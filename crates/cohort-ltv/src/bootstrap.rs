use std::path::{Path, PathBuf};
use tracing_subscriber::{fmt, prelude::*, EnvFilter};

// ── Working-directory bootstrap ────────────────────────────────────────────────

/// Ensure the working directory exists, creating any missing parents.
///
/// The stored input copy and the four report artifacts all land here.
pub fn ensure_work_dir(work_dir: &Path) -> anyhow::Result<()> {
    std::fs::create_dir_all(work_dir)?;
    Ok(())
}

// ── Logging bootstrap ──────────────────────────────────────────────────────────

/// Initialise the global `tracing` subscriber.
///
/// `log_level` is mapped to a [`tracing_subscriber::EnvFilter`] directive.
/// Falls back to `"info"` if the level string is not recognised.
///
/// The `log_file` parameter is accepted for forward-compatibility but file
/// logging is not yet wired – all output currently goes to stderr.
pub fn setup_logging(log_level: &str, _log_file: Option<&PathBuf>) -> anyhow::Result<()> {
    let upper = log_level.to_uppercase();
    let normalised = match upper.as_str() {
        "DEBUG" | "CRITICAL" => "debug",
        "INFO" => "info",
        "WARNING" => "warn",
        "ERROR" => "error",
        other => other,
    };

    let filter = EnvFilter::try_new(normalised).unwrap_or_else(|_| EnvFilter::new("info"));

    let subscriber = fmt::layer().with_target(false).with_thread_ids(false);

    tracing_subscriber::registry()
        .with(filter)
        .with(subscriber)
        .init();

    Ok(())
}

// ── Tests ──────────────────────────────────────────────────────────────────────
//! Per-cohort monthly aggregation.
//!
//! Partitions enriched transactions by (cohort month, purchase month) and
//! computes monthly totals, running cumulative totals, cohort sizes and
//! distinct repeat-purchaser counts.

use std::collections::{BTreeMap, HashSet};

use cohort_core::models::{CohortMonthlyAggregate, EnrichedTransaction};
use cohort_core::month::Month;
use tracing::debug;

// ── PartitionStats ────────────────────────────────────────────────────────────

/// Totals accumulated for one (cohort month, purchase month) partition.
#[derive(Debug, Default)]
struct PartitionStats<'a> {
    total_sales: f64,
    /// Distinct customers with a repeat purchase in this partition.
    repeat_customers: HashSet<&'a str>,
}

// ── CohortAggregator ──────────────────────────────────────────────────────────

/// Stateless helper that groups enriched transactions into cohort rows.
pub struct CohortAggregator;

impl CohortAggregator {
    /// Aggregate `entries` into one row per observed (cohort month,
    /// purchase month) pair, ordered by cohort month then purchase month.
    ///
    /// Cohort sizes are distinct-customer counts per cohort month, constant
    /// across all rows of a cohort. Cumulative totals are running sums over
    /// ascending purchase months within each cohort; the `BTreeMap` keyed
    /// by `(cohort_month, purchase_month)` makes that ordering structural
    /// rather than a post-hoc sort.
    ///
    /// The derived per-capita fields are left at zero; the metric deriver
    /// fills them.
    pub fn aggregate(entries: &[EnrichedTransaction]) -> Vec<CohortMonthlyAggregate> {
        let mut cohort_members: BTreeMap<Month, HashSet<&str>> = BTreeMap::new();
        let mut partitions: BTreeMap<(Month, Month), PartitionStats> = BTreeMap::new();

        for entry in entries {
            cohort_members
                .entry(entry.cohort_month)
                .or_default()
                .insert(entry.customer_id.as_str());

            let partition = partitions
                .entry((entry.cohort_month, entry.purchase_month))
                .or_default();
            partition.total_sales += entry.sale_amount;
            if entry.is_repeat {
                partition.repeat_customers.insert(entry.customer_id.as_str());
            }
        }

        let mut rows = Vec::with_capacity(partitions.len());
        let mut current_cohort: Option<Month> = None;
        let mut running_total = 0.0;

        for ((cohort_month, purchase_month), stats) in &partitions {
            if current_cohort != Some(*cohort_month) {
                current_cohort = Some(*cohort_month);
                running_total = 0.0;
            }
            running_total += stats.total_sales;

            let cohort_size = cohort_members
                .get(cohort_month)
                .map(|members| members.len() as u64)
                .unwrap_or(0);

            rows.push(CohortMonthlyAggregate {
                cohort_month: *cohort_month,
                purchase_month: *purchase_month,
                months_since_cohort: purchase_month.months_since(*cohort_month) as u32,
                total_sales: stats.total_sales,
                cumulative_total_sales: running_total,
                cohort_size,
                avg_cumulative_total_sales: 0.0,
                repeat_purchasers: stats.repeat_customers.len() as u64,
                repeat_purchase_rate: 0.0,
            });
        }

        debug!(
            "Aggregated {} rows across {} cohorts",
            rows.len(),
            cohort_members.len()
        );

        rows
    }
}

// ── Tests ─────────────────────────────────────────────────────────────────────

++++++++++

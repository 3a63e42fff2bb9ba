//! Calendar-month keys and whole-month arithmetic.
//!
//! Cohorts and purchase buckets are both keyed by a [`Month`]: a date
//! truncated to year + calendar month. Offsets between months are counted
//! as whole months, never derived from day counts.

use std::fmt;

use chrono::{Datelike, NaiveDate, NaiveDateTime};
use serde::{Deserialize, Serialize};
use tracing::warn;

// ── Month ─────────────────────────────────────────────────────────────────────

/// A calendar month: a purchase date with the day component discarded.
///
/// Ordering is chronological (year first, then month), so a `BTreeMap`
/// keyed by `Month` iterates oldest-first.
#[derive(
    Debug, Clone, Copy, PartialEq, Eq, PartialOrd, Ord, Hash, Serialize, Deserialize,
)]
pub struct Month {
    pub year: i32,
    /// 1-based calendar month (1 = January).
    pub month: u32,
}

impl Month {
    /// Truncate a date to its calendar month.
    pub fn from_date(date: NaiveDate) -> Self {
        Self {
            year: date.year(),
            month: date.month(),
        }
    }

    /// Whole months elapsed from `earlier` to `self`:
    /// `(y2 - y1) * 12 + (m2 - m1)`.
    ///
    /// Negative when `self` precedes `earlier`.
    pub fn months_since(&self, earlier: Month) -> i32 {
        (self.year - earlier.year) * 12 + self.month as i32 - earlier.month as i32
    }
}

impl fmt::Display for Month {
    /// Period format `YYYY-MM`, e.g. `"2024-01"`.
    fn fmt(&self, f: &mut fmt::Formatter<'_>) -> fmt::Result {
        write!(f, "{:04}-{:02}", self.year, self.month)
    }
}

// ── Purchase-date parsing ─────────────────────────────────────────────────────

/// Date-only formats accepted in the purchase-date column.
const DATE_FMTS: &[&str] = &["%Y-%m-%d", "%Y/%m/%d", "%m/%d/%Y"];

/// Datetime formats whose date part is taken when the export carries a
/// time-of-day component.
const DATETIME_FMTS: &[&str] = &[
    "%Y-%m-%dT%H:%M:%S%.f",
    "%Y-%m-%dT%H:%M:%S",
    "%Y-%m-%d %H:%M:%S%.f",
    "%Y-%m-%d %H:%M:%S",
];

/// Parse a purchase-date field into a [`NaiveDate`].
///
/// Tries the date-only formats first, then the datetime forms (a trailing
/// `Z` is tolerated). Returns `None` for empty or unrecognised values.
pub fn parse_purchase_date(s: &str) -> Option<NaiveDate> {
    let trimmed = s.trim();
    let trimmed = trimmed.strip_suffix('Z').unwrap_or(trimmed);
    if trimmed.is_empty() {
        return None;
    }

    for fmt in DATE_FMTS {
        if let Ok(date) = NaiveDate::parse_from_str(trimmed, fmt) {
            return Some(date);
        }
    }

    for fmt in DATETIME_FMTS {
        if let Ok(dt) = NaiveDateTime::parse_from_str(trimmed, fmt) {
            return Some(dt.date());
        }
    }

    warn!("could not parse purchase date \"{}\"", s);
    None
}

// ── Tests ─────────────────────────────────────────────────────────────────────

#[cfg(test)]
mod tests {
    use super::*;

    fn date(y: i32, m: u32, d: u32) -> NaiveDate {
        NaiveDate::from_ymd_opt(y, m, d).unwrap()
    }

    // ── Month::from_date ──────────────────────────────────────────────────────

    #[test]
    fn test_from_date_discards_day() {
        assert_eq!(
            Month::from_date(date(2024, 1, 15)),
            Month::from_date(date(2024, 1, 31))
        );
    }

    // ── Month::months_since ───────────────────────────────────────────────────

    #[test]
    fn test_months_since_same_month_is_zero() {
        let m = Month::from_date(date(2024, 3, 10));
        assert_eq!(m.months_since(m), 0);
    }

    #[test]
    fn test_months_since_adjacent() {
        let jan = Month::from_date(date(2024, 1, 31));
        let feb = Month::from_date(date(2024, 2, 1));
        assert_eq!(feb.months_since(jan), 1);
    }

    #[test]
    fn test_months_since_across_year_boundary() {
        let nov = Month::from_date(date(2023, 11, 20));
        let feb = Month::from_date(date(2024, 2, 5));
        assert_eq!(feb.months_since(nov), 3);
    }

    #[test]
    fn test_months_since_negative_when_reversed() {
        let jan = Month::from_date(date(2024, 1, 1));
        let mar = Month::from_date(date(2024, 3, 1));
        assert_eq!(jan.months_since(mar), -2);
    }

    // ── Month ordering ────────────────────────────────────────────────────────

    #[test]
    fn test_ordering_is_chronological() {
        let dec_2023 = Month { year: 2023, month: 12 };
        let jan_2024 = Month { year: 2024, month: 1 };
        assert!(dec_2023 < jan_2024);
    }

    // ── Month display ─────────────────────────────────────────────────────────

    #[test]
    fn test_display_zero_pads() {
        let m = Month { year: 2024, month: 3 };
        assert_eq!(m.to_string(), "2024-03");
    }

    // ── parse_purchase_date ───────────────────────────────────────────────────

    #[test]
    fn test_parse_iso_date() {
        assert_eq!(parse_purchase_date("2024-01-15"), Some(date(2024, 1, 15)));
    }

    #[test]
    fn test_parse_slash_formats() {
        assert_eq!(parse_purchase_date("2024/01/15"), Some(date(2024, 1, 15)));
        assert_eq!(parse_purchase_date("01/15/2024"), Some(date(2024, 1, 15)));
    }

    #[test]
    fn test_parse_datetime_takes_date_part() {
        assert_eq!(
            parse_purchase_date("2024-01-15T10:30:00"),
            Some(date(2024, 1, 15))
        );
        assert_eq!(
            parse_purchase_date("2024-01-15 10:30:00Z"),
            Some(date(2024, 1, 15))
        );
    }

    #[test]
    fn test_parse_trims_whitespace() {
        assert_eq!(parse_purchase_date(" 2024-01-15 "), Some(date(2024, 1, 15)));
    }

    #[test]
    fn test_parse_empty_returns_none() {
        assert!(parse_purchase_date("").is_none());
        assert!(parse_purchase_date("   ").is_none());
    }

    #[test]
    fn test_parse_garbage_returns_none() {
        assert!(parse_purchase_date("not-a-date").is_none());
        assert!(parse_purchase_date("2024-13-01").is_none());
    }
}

++++++++++

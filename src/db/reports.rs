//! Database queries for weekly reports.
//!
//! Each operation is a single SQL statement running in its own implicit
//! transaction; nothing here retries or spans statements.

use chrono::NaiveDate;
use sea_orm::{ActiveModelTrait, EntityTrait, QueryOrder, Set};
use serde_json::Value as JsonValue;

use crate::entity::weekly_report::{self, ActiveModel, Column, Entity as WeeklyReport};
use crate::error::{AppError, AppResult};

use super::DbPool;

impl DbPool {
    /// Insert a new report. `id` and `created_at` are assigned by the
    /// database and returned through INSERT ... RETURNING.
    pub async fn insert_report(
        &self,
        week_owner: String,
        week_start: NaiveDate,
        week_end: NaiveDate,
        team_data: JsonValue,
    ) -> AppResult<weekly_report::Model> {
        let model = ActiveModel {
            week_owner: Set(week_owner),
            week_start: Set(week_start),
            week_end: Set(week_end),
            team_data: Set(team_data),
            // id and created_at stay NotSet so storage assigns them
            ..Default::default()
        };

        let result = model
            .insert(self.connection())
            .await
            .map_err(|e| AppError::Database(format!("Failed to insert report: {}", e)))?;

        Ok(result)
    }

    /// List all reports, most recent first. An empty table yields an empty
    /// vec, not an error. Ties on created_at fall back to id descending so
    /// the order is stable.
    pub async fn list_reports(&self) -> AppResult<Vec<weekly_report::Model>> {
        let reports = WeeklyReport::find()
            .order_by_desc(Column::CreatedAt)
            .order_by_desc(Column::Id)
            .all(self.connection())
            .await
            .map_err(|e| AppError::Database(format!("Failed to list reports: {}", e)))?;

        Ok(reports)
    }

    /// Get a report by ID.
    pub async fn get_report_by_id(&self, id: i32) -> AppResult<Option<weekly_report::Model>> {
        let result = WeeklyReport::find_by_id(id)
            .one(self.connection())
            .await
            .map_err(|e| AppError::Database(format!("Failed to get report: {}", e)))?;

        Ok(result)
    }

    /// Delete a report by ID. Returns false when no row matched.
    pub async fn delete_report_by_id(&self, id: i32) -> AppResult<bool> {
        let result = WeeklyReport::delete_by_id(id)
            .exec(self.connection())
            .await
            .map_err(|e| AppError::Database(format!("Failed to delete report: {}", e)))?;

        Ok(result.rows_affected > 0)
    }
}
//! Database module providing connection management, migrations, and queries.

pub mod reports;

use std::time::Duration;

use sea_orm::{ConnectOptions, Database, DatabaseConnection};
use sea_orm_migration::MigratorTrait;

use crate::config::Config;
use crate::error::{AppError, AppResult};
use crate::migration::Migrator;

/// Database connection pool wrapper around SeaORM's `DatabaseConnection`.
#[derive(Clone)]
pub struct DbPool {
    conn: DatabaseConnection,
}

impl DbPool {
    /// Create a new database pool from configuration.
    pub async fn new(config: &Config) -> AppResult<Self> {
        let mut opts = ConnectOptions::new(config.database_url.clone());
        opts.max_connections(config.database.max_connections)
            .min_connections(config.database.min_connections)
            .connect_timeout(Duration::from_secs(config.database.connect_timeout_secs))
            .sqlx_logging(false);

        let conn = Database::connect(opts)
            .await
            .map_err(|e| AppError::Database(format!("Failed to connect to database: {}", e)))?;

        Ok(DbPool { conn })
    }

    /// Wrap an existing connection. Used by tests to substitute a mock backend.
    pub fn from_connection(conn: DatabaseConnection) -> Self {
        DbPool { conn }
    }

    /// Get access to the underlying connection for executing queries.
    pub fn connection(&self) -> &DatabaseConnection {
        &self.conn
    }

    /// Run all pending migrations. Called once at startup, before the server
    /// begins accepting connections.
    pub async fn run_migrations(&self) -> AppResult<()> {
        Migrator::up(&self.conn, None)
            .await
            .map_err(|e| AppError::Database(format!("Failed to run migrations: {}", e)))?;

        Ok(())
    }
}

++++++++++

EXERCISE
An exact copy of the lines above, from the one containing "assigned by the" through the one containing "Get a report by ID.", is the whole of the answer.

ANSWER AREA
    /// Insert a new report. `id` and `created_at` are assigned by the
    /// database and returned through INSERT ... RETURNING.
    pub async fn insert_report(
        &self,
        week_owner: String,
        week_start: NaiveDate,
        week_end: NaiveDate,
        team_data: JsonValue,
    ) -> AppResult<weekly_report::Model> {
        let model = ActiveModel {
            week_owner: Set(week_owner),
            week_start: Set(week_start),
            week_end: Set(week_end),
            team_data: Set(team_data),
            // id and created_at stay NotSet so storage assigns them
            ..Default::default()
        };

        let result = model
            .insert(self.connection())
            .await
            .map_err(|e| AppError::Database(format!("Failed to insert report: {}", e)))?;

        Ok(result)
    }

    /// List all reports, most recent first. An empty table yields an empty
    /// vec, not an error. Ties on created_at fall back to id descending so
    /// the order is stable.
    pub async fn list_reports(&self) -> AppResult<Vec<weekly_report::Model>> {
        let reports = WeeklyReport::find()
            .order_by_desc(Column::CreatedAt)
            .order_by_desc(Column::Id)
            .all(self.connection())
            .await
            .map_err(|e| AppError::Database(format!("Failed to list reports: {}", e)))?;

        Ok(reports)
    }

    /// Get a report by ID.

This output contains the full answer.